• ACTION ITEM: Set down only what runs from the line containing "let series = MonthlySeries::new(Vec::new());" through the last line of the data, exactly as it reads.

• TASK INPUT:
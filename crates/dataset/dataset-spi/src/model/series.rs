//! Monthly time series types.

use chrono::NaiveDate;
use serde::{Deserialize, Serialize};

/// One observed monthly value.
///
/// Serializes with the historical wire field names (`Date`, `Value`).
#[derive(Debug, Clone, PartialEq, Serialize, Deserialize)]
pub struct SeriesPoint {
    /// First day of the observed month
    #[serde(rename = "Date")]
    pub date: NaiveDate,
    /// Aggregated value for that month
    #[serde(rename = "Value")]
    pub value: f64,
}

impl SeriesPoint {
    /// Create a new series point.
    pub fn new(date: NaiveDate, value: f64) -> Self {
        Self { date, value }
    }
}

/// A monthly-resampled time series.
///
/// Invariant: dates are strictly increasing first-of-month dates spaced
/// exactly one calendar month apart, with no gaps inside the observed span.
/// Immutable once stored.
#[derive(Debug, Clone, PartialEq, Serialize, Deserialize)]
pub struct MonthlySeries {
    points: Vec<SeriesPoint>,
}

impl MonthlySeries {
    /// Wrap an ordered sequence of monthly points.
    pub fn new(points: Vec<SeriesPoint>) -> Self {
        Self { points }
    }

    /// The ordered points.
    pub fn points(&self) -> &[SeriesPoint] {
        &self.points
    }

    /// The values, in date order.
    pub fn values(&self) -> Vec<f64> {
        self.points.iter().map(|p| p.value).collect()
    }

    /// First observed month.
    pub fn first_date(&self) -> Option<NaiveDate> {
        self.points.first().map(|p| p.date)
    }

    /// Last observed month.
    pub fn last_date(&self) -> Option<NaiveDate> {
        self.points.last().map(|p| p.date)
    }

    /// Number of months in the series.
    pub fn len(&self) -> usize {
        self.points.len()
    }

    /// Whether the series has no points.
    pub fn is_empty(&self) -> bool {
        self.points.is_empty()
    }
}

#[cfg(test)]
mod tests {
    use super::*;

    fn date(year: i32, month: u32) -> NaiveDate {
        NaiveDate::from_ymd_opt(year, month, 1).unwrap()
    }

    #[test]
    fn test_series_point_wire_format() {
        let point = SeriesPoint::new(date(2021, 1), 1291469.0);
        let json = serde_json::to_value(&point).unwrap();

        assert_eq!(json["Date"], "2021-01-01");
        assert_eq!(json["Value"], 1291469.0);
    }

    #[test]
    fn test_series_accessors() {
        let series = MonthlySeries::new(vec![
            SeriesPoint::new(date(2021, 1), 10.0),
            SeriesPoint::new(date(2021, 2), 12.0),
            SeriesPoint::new(date(2021, 3), 9.0),
        ]);

        assert_eq!(series.len(), 3);
        assert!(!series.is_empty());
        assert_eq!(series.first_date(), Some(date(2021, 1)));
        assert_eq!(series.last_date(), Some(date(2021, 3)));
        assert_eq!(series.values(), vec![10.0, 12.0, 9.0]);
    }

    #[test]
    fn test_empty_series() {
        let series = MonthlySeries::new(Vec::new());
        assert!(series.is_empty());
        assert_eq!(series.first_date(), None);
        assert_eq!(series.last_date(), None);
    }
}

• RESPONSE BELOW:
        let series = MonthlySeries::new(Vec::new());
        assert!(series.is_empty());
        assert_eq!(series.first_date(), None);
        assert_eq!(series.last_date(), None);
    }
}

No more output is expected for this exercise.